Task to complete -> Search the data for the string "high" and copy each line where it turns up.

Data to process ->
====

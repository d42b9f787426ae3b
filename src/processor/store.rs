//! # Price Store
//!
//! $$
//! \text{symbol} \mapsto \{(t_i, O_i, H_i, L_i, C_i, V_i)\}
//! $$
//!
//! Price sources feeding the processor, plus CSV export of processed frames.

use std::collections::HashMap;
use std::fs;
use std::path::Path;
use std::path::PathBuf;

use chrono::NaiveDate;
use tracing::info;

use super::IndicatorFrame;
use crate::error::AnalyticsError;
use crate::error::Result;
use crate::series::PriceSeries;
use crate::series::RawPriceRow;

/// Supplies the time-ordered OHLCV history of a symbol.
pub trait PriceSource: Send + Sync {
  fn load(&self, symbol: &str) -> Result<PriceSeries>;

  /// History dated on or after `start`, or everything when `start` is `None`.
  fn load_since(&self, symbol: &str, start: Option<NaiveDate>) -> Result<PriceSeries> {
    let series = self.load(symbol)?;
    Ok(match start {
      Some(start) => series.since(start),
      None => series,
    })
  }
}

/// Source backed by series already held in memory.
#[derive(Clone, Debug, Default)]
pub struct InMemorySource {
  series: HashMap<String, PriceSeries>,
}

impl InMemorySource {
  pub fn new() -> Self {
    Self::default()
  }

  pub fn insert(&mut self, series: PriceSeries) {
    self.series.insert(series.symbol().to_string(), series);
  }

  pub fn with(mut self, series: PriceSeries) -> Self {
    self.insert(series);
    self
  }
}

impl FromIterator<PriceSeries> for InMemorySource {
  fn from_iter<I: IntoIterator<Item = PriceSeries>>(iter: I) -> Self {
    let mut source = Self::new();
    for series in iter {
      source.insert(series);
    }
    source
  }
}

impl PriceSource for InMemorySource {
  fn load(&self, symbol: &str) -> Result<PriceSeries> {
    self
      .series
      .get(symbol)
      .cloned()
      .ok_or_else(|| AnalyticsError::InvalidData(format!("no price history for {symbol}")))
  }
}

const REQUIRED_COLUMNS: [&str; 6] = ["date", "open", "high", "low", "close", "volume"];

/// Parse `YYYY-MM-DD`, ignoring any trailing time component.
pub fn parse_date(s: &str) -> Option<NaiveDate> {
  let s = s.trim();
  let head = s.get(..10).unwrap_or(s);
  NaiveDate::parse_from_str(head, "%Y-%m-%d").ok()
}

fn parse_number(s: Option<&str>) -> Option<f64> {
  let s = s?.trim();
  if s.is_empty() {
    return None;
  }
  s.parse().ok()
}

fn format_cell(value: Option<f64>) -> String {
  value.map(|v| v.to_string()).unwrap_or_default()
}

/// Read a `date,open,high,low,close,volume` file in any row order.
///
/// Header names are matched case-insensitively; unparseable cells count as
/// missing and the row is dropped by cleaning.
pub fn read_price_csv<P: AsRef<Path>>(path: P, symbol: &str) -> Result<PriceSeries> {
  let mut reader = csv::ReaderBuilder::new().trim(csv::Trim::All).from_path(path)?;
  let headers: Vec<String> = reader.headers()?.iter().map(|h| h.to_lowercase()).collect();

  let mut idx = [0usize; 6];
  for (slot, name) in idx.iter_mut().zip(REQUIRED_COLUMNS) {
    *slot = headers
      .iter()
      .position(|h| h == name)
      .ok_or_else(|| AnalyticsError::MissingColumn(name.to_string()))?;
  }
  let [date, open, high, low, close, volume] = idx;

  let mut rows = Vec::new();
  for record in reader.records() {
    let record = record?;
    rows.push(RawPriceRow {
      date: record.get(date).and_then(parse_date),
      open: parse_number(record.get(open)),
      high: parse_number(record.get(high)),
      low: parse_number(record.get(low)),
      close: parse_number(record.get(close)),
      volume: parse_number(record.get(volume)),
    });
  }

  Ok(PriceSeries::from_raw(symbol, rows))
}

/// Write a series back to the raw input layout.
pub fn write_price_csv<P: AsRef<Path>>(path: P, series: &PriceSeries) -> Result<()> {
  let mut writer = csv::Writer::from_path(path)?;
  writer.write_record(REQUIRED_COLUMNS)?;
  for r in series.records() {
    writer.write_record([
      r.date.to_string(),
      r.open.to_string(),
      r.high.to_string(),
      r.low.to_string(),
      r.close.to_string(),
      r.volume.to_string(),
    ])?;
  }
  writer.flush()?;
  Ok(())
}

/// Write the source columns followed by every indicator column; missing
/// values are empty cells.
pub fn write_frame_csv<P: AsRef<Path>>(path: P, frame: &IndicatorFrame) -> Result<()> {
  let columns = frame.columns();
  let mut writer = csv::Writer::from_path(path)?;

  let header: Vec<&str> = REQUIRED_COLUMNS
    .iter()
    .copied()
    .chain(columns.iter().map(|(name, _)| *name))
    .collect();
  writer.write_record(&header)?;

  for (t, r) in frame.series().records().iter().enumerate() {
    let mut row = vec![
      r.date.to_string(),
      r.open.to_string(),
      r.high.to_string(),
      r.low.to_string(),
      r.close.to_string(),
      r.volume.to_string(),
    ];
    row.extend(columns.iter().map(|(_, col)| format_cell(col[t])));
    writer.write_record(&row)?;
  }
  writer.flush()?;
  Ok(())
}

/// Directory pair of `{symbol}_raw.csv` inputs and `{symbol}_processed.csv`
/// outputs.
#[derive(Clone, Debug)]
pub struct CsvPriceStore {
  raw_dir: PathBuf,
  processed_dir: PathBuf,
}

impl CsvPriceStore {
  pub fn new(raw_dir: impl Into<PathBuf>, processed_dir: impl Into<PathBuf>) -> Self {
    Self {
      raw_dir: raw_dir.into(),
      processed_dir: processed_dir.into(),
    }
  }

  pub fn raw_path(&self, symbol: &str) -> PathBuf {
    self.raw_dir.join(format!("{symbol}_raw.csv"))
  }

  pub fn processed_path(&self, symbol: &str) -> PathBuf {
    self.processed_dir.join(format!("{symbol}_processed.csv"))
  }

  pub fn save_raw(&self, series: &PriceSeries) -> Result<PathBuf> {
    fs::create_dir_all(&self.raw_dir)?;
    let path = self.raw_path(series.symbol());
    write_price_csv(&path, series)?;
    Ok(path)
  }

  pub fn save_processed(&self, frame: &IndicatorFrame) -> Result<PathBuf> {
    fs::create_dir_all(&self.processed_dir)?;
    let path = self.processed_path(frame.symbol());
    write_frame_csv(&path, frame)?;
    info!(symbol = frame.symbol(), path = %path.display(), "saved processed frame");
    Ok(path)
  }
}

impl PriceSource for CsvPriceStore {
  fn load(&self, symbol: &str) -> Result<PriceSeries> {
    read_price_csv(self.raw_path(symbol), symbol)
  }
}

====

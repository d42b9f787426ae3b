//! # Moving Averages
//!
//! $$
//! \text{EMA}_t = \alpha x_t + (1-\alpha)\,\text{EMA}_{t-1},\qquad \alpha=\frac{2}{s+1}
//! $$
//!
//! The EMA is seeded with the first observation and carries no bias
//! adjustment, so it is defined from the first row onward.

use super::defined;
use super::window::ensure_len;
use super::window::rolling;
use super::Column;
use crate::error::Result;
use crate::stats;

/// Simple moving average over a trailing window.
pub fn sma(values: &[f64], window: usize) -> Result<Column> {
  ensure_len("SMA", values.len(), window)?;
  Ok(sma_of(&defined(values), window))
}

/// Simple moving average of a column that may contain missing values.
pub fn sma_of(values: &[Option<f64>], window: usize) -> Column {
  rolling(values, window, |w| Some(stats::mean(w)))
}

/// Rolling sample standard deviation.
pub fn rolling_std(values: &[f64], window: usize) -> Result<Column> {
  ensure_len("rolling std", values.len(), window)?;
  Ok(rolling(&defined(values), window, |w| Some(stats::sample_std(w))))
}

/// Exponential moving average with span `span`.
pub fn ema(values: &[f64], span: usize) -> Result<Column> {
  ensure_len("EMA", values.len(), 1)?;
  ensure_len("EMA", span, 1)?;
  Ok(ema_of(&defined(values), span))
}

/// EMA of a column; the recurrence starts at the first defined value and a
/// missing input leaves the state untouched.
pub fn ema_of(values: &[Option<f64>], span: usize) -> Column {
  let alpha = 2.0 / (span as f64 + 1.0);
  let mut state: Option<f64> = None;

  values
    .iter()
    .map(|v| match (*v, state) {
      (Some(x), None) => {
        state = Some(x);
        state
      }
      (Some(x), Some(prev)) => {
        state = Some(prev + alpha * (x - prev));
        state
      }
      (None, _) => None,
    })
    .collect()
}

====

Final answer ->
const REQUIRED_COLUMNS: [&str; 6] = ["date", "open", "high", "low", "close", "volume"];
/// Read a `date,open,high,low,close,volume` file in any row order.
  let [date, open, high, low, close, volume] = idx;
      high: parse_number(record.get(high)),
      r.high.to_string(),
      r.high.to_string(),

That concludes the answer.